## Aim of the exercise
All of the entries must be output exactly as they are.

Provided records Start Marker

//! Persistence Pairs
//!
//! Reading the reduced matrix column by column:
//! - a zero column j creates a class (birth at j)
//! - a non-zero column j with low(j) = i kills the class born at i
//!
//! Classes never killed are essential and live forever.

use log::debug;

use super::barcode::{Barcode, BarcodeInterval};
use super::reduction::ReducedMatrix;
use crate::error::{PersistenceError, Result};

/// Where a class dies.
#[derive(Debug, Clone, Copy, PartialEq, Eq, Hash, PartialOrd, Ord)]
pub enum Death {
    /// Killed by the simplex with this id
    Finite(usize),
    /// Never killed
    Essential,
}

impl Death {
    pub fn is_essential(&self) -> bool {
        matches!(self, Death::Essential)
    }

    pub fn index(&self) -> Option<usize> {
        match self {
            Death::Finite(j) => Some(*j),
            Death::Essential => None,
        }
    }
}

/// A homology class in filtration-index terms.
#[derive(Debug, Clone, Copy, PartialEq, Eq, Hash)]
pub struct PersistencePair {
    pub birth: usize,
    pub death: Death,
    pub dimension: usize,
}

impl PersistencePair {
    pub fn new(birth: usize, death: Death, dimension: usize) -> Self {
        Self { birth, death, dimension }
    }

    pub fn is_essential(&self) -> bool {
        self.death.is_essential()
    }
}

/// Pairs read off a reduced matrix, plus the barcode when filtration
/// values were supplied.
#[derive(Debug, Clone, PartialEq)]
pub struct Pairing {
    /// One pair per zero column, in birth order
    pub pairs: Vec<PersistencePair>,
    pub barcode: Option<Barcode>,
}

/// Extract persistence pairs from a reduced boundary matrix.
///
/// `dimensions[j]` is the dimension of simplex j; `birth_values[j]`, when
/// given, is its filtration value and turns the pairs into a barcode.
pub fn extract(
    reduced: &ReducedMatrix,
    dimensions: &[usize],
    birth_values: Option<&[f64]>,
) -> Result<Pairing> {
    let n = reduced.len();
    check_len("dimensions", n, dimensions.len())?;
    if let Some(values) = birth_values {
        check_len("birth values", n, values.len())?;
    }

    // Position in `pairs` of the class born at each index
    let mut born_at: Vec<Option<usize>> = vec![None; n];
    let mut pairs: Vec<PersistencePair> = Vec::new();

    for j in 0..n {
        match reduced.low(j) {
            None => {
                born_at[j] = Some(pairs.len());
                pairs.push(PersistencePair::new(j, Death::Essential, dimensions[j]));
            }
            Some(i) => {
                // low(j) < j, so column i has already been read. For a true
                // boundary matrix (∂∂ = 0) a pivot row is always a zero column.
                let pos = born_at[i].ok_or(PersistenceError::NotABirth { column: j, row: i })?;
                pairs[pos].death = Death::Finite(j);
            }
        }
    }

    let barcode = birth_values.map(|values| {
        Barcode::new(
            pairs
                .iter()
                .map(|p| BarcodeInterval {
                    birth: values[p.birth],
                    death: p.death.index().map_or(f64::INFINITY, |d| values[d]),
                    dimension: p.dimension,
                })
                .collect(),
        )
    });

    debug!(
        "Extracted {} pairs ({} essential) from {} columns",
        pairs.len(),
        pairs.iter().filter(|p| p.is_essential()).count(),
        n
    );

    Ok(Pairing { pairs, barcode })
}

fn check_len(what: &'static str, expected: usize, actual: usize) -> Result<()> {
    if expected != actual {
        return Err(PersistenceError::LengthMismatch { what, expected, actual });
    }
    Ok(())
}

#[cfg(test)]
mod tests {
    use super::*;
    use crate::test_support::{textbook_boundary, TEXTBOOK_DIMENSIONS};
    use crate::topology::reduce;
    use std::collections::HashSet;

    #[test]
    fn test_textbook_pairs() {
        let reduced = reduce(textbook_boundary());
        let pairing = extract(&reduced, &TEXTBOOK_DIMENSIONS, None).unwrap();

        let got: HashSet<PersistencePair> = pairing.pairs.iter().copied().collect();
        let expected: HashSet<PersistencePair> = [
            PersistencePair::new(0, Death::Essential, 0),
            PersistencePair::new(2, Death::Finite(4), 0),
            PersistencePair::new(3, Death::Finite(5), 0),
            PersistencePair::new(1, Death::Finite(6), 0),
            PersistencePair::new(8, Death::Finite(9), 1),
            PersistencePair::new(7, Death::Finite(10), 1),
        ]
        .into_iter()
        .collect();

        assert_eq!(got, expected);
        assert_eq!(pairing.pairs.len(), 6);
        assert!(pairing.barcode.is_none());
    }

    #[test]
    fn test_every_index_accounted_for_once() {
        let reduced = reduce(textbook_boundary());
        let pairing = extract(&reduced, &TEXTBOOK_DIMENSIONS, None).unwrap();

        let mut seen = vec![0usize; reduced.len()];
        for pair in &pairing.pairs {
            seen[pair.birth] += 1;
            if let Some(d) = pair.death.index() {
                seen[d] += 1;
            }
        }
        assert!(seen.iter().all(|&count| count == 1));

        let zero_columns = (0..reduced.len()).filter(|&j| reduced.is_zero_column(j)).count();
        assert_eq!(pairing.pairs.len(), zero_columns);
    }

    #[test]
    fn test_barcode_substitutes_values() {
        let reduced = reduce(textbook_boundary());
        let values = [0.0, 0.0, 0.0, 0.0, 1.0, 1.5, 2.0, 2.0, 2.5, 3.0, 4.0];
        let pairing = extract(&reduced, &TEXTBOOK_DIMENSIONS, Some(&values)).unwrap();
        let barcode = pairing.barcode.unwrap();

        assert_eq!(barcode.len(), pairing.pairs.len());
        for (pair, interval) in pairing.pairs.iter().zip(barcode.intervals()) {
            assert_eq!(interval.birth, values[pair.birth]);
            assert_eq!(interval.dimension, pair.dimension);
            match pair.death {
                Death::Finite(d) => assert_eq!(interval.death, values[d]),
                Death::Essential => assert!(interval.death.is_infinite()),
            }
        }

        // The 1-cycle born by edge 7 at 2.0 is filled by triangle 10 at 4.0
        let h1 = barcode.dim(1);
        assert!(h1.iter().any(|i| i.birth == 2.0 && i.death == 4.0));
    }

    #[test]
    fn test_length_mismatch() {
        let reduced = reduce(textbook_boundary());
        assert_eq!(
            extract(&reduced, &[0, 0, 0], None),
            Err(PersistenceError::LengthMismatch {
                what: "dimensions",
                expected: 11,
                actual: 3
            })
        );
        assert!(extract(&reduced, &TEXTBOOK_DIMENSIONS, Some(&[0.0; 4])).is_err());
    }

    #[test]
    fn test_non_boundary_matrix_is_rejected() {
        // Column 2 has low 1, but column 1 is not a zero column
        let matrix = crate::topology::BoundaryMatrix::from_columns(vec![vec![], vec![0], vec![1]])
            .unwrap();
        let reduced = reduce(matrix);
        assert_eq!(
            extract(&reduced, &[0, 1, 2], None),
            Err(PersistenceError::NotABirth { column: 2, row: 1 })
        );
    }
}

Provided records End Marker

## Solution for this problem
//! Persistence Pairs
//!
//! Reading the reduced matrix column by column:
//! - a zero column j creates a class (birth at j)
//! - a non-zero column j with low(j) = i kills the class born at i
//!
//! Classes never killed are essential and live forever.

use log::debug;

use super::barcode::{Barcode, BarcodeInterval};
use super::reduction::ReducedMatrix;
use crate::error::{PersistenceError, Result};

/// Where a class dies.
#[derive(Debug, Clone, Copy, PartialEq, Eq, Hash, PartialOrd, Ord)]
pub enum Death {
    /// Killed by the simplex with this id
    Finite(usize),
    /// Never killed
    Essential,
}

impl Death {
    pub fn is_essential(&self) -> bool {
        matches!(self, Death::Essential)
    }

    pub fn index(&self) -> Option<usize> {
        match self {
            Death::Finite(j) => Some(*j),
            Death::Essential => None,
        }
    }
}

/// A homology class in filtration-index terms.
#[derive(Debug, Clone, Copy, PartialEq, Eq, Hash)]
pub struct PersistencePair {
    pub birth: usize,
    pub death: Death,
    pub dimension: usize,
}

impl PersistencePair {
    pub fn new(birth: usize, death: Death, dimension: usize) -> Self {
        Self { birth, death, dimension }
    }

    pub fn is_essential(&self) -> bool {
        self.death.is_essential()
    }
}

/// Pairs read off a reduced matrix, plus the barcode when filtration
/// values were supplied.
#[derive(Debug, Clone, PartialEq)]
pub struct Pairing {
    /// One pair per zero column, in birth order
    pub pairs: Vec<PersistencePair>,
    pub barcode: Option<Barcode>,
}

/// Extract persistence pairs from a reduced boundary matrix.
///
/// `dimensions[j]` is the dimension of simplex j; `birth_values[j]`, when
/// given, is its filtration value and turns the pairs into a barcode.
pub fn extract(
    reduced: &ReducedMatrix,
    dimensions: &[usize],
    birth_values: Option<&[f64]>,
) -> Result<Pairing> {
    let n = reduced.len();
    check_len("dimensions", n, dimensions.len())?;
    if let Some(values) = birth_values {
        check_len("birth values", n, values.len())?;
    }

    // Position in `pairs` of the class born at each index
    let mut born_at: Vec<Option<usize>> = vec![None; n];
    let mut pairs: Vec<PersistencePair> = Vec::new();

    for j in 0..n {
        match reduced.low(j) {
            None => {
                born_at[j] = Some(pairs.len());
                pairs.push(PersistencePair::new(j, Death::Essential, dimensions[j]));
            }
            Some(i) => {
                // low(j) < j, so column i has already been read. For a true
                // boundary matrix (∂∂ = 0) a pivot row is always a zero column.
                let pos = born_at[i].ok_or(PersistenceError::NotABirth { column: j, row: i })?;
                pairs[pos].death = Death::Finite(j);
            }
        }
    }

    let barcode = birth_values.map(|values| {
        Barcode::new(
            pairs
                .iter()
                .map(|p| BarcodeInterval {
                    birth: values[p.birth],
                    death: p.death.index().map_or(f64::INFINITY, |d| values[d]),
                    dimension: p.dimension,
                })
                .collect(),
        )
    });

    debug!(
        "Extracted {} pairs ({} essential) from {} columns",
        pairs.len(),
        pairs.iter().filter(|p| p.is_essential()).count(),
        n
    );

    Ok(Pairing { pairs, barcode })
}

fn check_len(what: &'static str, expected: usize, actual: usize) -> Result<()> {
    if expected != actual {
        return Err(PersistenceError::LengthMismatch { what, expected, actual });
    }
    Ok(())
}

#[cfg(test)]
mod tests {
    use super::*;
    use crate::test_support::{textbook_boundary, TEXTBOOK_DIMENSIONS};
    use crate::topology::reduce;
    use std::collections::HashSet;

    #[test]
    fn test_textbook_pairs() {
        let reduced = reduce(textbook_boundary());
        let pairing = extract(&reduced, &TEXTBOOK_DIMENSIONS, None).unwrap();

        let got: HashSet<PersistencePair> = pairing.pairs.iter().copied().collect();
        let expected: HashSet<PersistencePair> = [
            PersistencePair::new(0, Death::Essential, 0),
            PersistencePair::new(2, Death::Finite(4), 0),
            PersistencePair::new(3, Death::Finite(5), 0),
            PersistencePair::new(1, Death::Finite(6), 0),
            PersistencePair::new(8, Death::Finite(9), 1),
            PersistencePair::new(7, Death::Finite(10), 1),
        ]
        .into_iter()
        .collect();

        assert_eq!(got, expected);
        assert_eq!(pairing.pairs.len(), 6);
        assert!(pairing.barcode.is_none());
    }

    #[test]
    fn test_every_index_accounted_for_once() {
        let reduced = reduce(textbook_boundary());
        let pairing = extract(&reduced, &TEXTBOOK_DIMENSIONS, None).unwrap();

        let mut seen = vec![0usize; reduced.len()];
        for pair in &pairing.pairs {
            seen[pair.birth] += 1;
            if let Some(d) = pair.death.index() {
                seen[d] += 1;
            }
        }
        assert!(seen.iter().all(|&count| count == 1));

        let zero_columns = (0..reduced.len()).filter(|&j| reduced.is_zero_column(j)).count();
        assert_eq!(pairing.pairs.len(), zero_columns);
    }

    #[test]
    fn test_barcode_substitutes_values() {
        let reduced = reduce(textbook_boundary());
        let values = [0.0, 0.0, 0.0, 0.0, 1.0, 1.5, 2.0, 2.0, 2.5, 3.0, 4.0];
        let pairing = extract(&reduced, &TEXTBOOK_DIMENSIONS, Some(&values)).unwrap();
        let barcode = pairing.barcode.unwrap();

        assert_eq!(barcode.len(), pairing.pairs.len());
        for (pair, interval) in pairing.pairs.iter().zip(barcode.intervals()) {
            assert_eq!(interval.birth, values[pair.birth]);
            assert_eq!(interval.dimension, pair.dimension);
            match pair.death {
                Death::Finite(d) => assert_eq!(interval.death, values[d]),
                Death::Essential => assert!(interval.death.is_infinite()),
            }
        }

        // The 1-cycle born by edge 7 at 2.0 is filled by triangle 10 at 4.0
        let h1 = barcode.dim(1);
        assert!(h1.iter().any(|i| i.birth == 2.0 && i.death == 4.0));
    }

    #[test]
    fn test_length_mismatch() {
        let reduced = reduce(textbook_boundary());
        assert_eq!(
            extract(&reduced, &[0, 0, 0], None),
            Err(PersistenceError::LengthMismatch {
                what: "dimensions",
                expected: 11,
                actual: 3
            })
        );
        assert!(extract(&reduced, &TEXTBOOK_DIMENSIONS, Some(&[0.0; 4])).is_err());
    }

    #[test]
    fn test_non_boundary_matrix_is_rejected() {
        // Column 2 has low 1, but column 1 is not a zero column
        let matrix = crate::topology::BoundaryMatrix::from_columns(vec![vec![], vec![0], vec![1]])
            .unwrap();
        let reduced = reduce(matrix);
        assert_eq!(
            extract(&reduced, &[0, 1, 2], None),
            Err(PersistenceError::NotABirth { column: 2, row: 1 })
        );
    }
}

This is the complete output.